--- Exercise goal ---
Show, from the entries below, every line in which "Uuid" appears.

----- Record extracts

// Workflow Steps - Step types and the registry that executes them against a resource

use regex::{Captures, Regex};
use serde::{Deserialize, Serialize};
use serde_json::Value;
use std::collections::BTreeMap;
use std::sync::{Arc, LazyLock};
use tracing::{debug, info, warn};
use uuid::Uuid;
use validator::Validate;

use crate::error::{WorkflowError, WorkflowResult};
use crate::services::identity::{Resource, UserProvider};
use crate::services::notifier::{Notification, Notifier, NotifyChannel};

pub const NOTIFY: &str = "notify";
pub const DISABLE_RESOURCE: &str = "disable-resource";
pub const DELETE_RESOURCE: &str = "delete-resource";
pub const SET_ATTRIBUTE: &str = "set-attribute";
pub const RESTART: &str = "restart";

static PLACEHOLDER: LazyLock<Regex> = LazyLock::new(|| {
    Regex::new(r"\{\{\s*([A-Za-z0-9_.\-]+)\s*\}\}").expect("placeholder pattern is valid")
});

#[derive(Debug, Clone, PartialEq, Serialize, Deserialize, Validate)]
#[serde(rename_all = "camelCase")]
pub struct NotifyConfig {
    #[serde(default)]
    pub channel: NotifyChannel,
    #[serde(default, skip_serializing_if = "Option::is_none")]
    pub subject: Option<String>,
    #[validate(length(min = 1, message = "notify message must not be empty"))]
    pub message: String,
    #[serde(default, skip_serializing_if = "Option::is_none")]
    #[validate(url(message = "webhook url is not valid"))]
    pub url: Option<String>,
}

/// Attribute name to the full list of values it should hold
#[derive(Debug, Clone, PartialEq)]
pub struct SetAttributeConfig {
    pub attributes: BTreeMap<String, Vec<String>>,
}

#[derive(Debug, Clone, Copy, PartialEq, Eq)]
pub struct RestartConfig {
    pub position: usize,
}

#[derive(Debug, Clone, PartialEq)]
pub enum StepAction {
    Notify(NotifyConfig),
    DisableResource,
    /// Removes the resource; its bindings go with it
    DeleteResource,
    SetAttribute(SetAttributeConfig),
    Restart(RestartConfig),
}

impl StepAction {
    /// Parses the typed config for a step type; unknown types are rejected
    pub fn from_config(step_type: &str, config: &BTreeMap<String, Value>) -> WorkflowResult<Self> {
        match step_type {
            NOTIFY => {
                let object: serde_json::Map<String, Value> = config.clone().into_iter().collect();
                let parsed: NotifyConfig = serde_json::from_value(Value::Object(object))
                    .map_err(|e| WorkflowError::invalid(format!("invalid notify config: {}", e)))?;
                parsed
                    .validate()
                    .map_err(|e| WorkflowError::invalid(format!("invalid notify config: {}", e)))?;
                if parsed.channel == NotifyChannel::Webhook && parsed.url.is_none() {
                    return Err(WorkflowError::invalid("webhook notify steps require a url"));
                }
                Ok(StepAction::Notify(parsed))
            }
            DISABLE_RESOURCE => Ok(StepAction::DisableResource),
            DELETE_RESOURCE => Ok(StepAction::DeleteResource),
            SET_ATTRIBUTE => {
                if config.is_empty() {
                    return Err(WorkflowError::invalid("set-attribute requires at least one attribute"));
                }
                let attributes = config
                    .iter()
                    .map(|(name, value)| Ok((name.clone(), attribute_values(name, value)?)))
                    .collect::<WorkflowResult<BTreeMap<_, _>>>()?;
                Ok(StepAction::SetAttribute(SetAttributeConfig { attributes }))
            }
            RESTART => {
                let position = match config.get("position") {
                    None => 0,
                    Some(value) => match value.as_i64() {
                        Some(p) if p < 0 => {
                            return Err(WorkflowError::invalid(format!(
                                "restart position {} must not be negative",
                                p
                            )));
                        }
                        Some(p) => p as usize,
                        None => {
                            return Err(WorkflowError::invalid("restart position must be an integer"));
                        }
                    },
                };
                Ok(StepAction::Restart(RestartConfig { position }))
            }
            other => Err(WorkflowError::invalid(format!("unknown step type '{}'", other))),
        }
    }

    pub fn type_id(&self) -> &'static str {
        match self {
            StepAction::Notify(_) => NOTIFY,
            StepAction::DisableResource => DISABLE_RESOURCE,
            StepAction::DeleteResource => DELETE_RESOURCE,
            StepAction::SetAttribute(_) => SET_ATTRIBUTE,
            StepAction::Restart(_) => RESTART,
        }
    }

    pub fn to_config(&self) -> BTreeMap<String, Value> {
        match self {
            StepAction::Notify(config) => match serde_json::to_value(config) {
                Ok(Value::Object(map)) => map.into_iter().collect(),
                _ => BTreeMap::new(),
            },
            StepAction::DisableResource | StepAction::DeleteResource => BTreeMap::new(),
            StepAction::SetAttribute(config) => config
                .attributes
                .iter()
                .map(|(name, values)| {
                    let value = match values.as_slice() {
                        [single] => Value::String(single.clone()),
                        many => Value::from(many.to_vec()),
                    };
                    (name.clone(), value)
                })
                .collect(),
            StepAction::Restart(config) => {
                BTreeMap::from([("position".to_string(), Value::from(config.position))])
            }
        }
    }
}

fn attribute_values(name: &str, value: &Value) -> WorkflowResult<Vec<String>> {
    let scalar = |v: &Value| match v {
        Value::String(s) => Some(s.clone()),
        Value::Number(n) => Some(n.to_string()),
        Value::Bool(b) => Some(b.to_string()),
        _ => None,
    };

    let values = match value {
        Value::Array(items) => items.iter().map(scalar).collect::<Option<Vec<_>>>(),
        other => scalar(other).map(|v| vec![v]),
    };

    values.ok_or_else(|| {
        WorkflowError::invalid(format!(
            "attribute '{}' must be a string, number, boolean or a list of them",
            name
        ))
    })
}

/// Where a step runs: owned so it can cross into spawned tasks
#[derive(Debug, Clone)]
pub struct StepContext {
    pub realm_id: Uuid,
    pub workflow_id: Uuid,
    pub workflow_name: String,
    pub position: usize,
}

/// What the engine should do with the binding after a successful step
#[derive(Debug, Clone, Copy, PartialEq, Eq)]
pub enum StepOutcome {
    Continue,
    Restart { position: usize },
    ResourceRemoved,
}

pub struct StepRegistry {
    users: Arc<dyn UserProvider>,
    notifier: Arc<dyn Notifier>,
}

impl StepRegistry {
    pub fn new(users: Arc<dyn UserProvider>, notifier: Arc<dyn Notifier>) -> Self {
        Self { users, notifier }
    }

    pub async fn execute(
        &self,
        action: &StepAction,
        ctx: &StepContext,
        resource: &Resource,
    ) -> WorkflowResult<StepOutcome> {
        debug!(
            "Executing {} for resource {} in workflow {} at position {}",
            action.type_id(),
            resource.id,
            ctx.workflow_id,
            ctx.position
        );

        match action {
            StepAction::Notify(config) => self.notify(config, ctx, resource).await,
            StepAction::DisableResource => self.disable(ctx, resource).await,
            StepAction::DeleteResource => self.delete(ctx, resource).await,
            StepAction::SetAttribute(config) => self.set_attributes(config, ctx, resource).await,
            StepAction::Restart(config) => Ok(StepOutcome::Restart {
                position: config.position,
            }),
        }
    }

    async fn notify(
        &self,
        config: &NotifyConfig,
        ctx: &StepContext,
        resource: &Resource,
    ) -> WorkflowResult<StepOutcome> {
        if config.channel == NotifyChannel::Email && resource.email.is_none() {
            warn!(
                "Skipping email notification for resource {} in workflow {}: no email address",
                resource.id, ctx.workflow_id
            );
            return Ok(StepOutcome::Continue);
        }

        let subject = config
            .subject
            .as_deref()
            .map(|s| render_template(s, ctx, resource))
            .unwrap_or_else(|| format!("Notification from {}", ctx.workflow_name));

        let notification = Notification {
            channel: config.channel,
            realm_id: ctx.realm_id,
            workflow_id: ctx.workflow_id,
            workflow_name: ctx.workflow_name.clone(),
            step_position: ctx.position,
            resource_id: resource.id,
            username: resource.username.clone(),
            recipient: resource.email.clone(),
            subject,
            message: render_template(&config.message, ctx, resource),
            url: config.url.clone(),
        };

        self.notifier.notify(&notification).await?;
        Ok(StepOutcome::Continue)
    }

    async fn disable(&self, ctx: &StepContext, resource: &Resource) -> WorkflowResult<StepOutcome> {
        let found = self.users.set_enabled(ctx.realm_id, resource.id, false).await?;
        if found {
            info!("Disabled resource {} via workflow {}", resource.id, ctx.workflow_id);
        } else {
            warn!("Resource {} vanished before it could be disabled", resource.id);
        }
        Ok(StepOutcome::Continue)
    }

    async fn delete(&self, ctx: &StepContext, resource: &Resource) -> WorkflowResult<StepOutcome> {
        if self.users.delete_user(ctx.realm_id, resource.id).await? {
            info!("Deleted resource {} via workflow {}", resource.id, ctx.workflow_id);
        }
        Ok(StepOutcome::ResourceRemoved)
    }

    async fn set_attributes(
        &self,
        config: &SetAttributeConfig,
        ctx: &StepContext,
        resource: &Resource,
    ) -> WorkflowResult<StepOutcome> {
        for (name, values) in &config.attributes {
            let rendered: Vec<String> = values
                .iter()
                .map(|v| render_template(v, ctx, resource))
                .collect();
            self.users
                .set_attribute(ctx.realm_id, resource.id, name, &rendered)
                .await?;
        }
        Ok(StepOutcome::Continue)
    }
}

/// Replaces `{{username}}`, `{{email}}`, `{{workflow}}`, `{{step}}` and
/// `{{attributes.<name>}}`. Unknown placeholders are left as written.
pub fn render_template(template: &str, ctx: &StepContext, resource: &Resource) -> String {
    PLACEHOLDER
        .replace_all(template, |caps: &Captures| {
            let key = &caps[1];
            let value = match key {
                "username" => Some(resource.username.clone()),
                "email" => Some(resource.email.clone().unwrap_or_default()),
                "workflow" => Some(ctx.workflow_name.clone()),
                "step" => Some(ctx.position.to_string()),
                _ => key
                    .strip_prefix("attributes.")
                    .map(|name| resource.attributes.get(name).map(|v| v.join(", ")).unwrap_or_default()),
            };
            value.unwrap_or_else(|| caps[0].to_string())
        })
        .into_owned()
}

----------
----- Record extracts

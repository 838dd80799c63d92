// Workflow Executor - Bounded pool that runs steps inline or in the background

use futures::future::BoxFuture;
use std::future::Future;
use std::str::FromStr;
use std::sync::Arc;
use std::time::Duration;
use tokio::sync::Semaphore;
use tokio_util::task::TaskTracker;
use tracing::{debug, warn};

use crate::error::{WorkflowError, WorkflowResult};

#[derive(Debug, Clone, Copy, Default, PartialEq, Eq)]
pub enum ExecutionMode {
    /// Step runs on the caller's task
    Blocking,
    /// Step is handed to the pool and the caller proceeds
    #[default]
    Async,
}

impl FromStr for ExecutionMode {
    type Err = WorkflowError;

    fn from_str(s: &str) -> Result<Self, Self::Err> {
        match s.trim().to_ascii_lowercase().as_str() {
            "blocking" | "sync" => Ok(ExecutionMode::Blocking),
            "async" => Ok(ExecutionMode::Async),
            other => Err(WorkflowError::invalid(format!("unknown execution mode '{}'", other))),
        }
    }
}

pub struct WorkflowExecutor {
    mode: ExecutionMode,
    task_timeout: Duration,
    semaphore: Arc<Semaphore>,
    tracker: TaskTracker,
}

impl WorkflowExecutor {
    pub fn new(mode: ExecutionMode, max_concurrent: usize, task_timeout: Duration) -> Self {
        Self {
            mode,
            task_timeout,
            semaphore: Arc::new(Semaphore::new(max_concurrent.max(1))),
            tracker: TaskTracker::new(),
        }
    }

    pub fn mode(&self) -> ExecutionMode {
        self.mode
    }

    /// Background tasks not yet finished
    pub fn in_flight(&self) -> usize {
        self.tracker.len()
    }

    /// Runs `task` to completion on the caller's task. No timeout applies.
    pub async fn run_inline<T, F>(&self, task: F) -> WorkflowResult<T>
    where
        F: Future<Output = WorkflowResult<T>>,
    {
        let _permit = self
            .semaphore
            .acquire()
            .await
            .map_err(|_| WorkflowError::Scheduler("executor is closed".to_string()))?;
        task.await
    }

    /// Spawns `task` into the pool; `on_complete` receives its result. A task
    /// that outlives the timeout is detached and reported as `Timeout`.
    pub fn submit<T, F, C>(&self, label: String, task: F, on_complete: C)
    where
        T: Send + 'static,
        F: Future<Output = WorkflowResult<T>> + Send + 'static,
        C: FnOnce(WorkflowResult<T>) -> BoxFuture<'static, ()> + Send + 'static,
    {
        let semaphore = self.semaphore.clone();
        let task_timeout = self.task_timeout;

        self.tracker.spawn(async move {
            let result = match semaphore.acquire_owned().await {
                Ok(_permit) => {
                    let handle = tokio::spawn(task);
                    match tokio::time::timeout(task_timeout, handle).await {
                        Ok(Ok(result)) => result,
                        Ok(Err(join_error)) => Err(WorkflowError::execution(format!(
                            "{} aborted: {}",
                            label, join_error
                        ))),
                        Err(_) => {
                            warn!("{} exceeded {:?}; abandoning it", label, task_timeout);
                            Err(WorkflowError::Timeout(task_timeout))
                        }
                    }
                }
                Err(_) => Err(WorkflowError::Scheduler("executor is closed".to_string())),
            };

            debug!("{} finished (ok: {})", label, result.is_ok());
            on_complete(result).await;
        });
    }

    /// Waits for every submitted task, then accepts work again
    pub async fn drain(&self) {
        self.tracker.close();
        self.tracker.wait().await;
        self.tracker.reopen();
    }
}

----------

--- Exercise response ---
use uuid::Uuid;
    pub realm_id: Uuid,
    pub workflow_id: Uuid,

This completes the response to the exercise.